__TRY IT__: The complete listing should be copied out exactly.
•••
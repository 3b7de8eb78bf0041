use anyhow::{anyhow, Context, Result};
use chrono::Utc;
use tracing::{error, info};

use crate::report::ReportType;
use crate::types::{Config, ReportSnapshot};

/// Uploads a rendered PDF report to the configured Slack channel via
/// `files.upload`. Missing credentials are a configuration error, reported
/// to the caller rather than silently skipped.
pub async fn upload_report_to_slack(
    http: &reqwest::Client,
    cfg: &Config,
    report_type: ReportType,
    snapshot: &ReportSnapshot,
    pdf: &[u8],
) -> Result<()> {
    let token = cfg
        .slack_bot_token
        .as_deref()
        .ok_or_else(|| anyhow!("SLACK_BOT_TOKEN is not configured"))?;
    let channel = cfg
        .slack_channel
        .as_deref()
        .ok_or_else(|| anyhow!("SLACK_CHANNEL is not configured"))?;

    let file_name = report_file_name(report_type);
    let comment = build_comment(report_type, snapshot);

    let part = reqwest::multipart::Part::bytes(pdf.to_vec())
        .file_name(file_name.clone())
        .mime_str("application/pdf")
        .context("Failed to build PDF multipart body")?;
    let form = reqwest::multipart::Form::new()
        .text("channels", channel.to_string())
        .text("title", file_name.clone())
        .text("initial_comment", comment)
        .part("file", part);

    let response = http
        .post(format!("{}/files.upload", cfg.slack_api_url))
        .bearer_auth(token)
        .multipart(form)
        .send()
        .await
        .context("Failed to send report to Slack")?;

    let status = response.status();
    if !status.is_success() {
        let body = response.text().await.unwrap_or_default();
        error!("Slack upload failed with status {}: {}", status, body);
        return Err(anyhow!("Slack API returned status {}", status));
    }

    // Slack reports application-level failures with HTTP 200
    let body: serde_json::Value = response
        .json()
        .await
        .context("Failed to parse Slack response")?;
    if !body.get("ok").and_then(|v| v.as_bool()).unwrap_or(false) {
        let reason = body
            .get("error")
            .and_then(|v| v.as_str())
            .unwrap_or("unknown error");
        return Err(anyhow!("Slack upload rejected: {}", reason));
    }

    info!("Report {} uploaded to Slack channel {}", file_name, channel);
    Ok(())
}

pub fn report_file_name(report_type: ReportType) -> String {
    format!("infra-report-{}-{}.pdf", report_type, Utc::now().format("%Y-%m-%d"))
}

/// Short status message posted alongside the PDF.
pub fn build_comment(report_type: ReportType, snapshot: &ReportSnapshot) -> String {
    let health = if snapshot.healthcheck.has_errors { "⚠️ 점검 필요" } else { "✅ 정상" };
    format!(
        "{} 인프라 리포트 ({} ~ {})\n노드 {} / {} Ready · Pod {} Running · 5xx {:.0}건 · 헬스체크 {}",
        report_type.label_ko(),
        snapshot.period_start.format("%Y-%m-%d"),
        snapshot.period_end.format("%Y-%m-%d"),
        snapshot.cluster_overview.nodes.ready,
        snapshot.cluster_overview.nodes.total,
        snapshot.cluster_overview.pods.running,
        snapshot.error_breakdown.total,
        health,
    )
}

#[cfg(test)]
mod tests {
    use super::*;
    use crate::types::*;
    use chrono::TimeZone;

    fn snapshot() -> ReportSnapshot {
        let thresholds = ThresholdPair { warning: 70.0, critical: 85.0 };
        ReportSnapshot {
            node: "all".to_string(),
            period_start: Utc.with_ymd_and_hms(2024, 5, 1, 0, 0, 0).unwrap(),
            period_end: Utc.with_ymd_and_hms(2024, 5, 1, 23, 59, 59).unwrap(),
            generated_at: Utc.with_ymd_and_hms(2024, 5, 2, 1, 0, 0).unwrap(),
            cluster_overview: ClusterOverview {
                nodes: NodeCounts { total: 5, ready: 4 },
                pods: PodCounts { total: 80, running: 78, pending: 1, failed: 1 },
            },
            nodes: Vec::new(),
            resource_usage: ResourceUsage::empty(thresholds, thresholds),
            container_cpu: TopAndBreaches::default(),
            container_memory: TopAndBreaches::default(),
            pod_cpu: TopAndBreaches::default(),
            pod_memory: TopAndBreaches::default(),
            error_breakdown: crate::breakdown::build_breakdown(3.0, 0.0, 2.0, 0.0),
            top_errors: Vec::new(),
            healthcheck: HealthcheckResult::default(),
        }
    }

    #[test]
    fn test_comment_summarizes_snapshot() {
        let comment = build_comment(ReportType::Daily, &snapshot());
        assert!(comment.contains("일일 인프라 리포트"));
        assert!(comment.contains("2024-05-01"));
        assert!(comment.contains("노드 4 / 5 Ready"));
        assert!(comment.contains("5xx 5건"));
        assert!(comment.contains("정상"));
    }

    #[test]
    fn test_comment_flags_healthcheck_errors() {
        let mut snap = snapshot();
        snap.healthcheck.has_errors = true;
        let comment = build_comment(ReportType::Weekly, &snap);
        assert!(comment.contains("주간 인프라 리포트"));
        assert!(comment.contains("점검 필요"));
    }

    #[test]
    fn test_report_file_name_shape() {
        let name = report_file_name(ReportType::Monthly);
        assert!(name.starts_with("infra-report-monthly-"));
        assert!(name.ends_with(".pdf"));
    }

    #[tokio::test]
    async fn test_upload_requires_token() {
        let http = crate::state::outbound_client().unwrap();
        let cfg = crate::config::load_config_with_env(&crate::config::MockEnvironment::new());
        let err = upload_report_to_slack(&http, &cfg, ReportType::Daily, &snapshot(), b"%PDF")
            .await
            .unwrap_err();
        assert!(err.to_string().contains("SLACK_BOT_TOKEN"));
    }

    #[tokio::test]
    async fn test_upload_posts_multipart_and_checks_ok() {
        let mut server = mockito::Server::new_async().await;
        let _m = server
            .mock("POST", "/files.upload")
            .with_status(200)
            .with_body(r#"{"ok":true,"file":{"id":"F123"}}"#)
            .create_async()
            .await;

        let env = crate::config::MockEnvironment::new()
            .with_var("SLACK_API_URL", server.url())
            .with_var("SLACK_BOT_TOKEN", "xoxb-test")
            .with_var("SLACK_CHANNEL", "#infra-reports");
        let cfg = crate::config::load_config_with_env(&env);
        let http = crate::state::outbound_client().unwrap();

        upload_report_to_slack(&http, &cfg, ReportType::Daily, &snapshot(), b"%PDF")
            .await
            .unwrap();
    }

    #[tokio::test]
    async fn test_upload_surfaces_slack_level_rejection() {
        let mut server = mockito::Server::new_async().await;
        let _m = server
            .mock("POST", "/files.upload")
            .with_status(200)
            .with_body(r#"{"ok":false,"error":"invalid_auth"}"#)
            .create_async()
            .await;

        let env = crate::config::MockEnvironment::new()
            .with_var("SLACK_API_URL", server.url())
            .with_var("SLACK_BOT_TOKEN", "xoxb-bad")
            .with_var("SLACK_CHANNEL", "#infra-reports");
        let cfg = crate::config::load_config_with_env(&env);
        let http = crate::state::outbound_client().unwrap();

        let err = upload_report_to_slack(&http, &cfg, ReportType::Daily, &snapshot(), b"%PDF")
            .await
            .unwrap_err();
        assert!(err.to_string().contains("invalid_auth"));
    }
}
•••
__SOLUTION FOR THIS PROBLEM__:
repository 3b7de8eb78bf0041
use anyhow::{anyhow, Context, Result};
use chrono::Utc;
use tracing::{error, info};

use crate::report::ReportType;
use crate::types::{Config, ReportSnapshot};

/// Uploads a rendered PDF report to the configured Slack channel via
/// `files.upload`. Missing credentials are a configuration error, reported
/// to the caller rather than silently skipped.
pub async fn upload_report_to_slack(
    http: &reqwest::Client,
    cfg: &Config,
    report_type: ReportType,
    snapshot: &ReportSnapshot,
    pdf: &[u8],
) -> Result<()> {
    let token = cfg
        .slack_bot_token
        .as_deref()
        .ok_or_else(|| anyhow!("SLACK_BOT_TOKEN is not configured"))?;
    let channel = cfg
        .slack_channel
        .as_deref()
        .ok_or_else(|| anyhow!("SLACK_CHANNEL is not configured"))?;

    let file_name = report_file_name(report_type);
    let comment = build_comment(report_type, snapshot);

    let part = reqwest::multipart::Part::bytes(pdf.to_vec())
        .file_name(file_name.clone())
        .mime_str("application/pdf")
        .context("Failed to build PDF multipart body")?;
    let form = reqwest::multipart::Form::new()
        .text("channels", channel.to_string())
        .text("title", file_name.clone())
        .text("initial_comment", comment)
        .part("file", part);

    let response = http
        .post(format!("{}/files.upload", cfg.slack_api_url))
        .bearer_auth(token)
        .multipart(form)
        .send()
        .await
        .context("Failed to send report to Slack")?;

    let status = response.status();
    if !status.is_success() {
        let body = response.text().await.unwrap_or_default();
        error!("Slack upload failed with status {}: {}", status, body);
        return Err(anyhow!("Slack API returned status {}", status));
    }

    // Slack reports application-level failures with HTTP 200
    let body: serde_json::Value = response
        .json()
        .await
        .context("Failed to parse Slack response")?;
    if !body.get("ok").and_then(|v| v.as_bool()).unwrap_or(false) {
        let reason = body
            .get("error")
            .and_then(|v| v.as_str())
            .unwrap_or("unknown error");
        return Err(anyhow!("Slack upload rejected: {}", reason));
    }

    info!("Report {} uploaded to Slack channel {}", file_name, channel);
    Ok(())
}

pub fn report_file_name(report_type: ReportType) -> String {
    format!("infra-report-{}-{}.pdf", report_type, Utc::now().format("%Y-%m-%d"))
}

/// Short status message posted alongside the PDF.
pub fn build_comment(report_type: ReportType, snapshot: &ReportSnapshot) -> String {
    let health = if snapshot.healthcheck.has_errors { "⚠️ 점검 필요" } else { "✅ 정상" };
    format!(
        "{} 인프라 리포트 ({} ~ {})\n노드 {} / {} Ready · Pod {} Running · 5xx {:.0}건 · 헬스체크 {}",
        report_type.label_ko(),
        snapshot.period_start.format("%Y-%m-%d"),
        snapshot.period_end.format("%Y-%m-%d"),
        snapshot.cluster_overview.nodes.ready,
        snapshot.cluster_overview.nodes.total,
        snapshot.cluster_overview.pods.running,
        snapshot.error_breakdown.total,
        health,
    )
}

#[cfg(test)]
mod tests {
    use super::*;
    use crate::types::*;
    use chrono::TimeZone;

    fn snapshot() -> ReportSnapshot {
        let thresholds = ThresholdPair { warning: 70.0, critical: 85.0 };
        ReportSnapshot {
            node: "all".to_string(),
            period_start: Utc.with_ymd_and_hms(2024, 5, 1, 0, 0, 0).unwrap(),
            period_end: Utc.with_ymd_and_hms(2024, 5, 1, 23, 59, 59).unwrap(),
            generated_at: Utc.with_ymd_and_hms(2024, 5, 2, 1, 0, 0).unwrap(),
            cluster_overview: ClusterOverview {
                nodes: NodeCounts { total: 5, ready: 4 },
                pods: PodCounts { total: 80, running: 78, pending: 1, failed: 1 },
            },
            nodes: Vec::new(),
            resource_usage: ResourceUsage::empty(thresholds, thresholds),
            container_cpu: TopAndBreaches::default(),
            container_memory: TopAndBreaches::default(),
            pod_cpu: TopAndBreaches::default(),
            pod_memory: TopAndBreaches::default(),
            error_breakdown: crate::breakdown::build_breakdown(3.0, 0.0, 2.0, 0.0),
            top_errors: Vec::new(),
            healthcheck: HealthcheckResult::default(),
        }
    }

    #[test]
    fn test_comment_summarizes_snapshot() {
        let comment = build_comment(ReportType::Daily, &snapshot());
        assert!(comment.contains("일일 인프라 리포트"));
        assert!(comment.contains("2024-05-01"));
        assert!(comment.contains("노드 4 / 5 Ready"));
        assert!(comment.contains("5xx 5건"));
        assert!(comment.contains("정상"));
    }

    #[test]
    fn test_comment_flags_healthcheck_errors() {
        let mut snap = snapshot();
        snap.healthcheck.has_errors = true;
        let comment = build_comment(ReportType::Weekly, &snap);
        assert!(comment.contains("주간 인프라 리포트"));
        assert!(comment.contains("점검 필요"));
    }

    #[test]
    fn test_report_file_name_shape() {
        let name = report_file_name(ReportType::Monthly);
        assert!(name.starts_with("infra-report-monthly-"));
        assert!(name.ends_with(".pdf"));
    }

    #[tokio::test]
    async fn test_upload_requires_token() {
        let http = crate::state::outbound_client().unwrap();
        let cfg = crate::config::load_config_with_env(&crate::config::MockEnvironment::new());
        let err = upload_report_to_slack(&http, &cfg, ReportType::Daily, &snapshot(), b"%PDF")
            .await
            .unwrap_err();
        assert!(err.to_string().contains("SLACK_BOT_TOKEN"));
    }

    #[tokio::test]
    async fn test_upload_posts_multipart_and_checks_ok() {
        let mut server = mockito::Server::new_async().await;
        let _m = server
            .mock("POST", "/files.upload")
            .with_status(200)
            .with_body(r#"{"ok":true,"file":{"id":"F123"}}"#)
            .create_async()
            .await;

        let env = crate::config::MockEnvironment::new()
            .with_var("SLACK_API_URL", server.url())
            .with_var("SLACK_BOT_TOKEN", "xoxb-test")
            .with_var("SLACK_CHANNEL", "#infra-reports");
        let cfg = crate::config::load_config_with_env(&env);
        let http = crate::state::outbound_client().unwrap();

        upload_report_to_slack(&http, &cfg, ReportType::Daily, &snapshot(), b"%PDF")
            .await
            .unwrap();
    }

    #[tokio::test]
    async fn test_upload_surfaces_slack_level_rejection() {
        let mut server = mockito::Server::new_async().await;
        let _m = server
            .mock("POST", "/files.upload")
            .with_status(200)
            .with_body(r#"{"ok":false,"error":"invalid_auth"}"#)
            .create_async()
            .await;

        let env = crate::config::MockEnvironment::new()
            .with_var("SLACK_API_URL", server.url())
            .with_var("SLACK_BOT_TOKEN", "xoxb-bad")
            .with_var("SLACK_CHANNEL", "#infra-reports");
        let cfg = crate::config::load_config_with_env(&env);
        let http = crate::state::outbound_client().unwrap();

        let err = upload_report_to_slack(&http, &cfg, ReportType::Daily, &snapshot(), b"%PDF")
            .await
            .unwrap_err();
        assert!(err.to_string().contains("invalid_auth"));
    }
}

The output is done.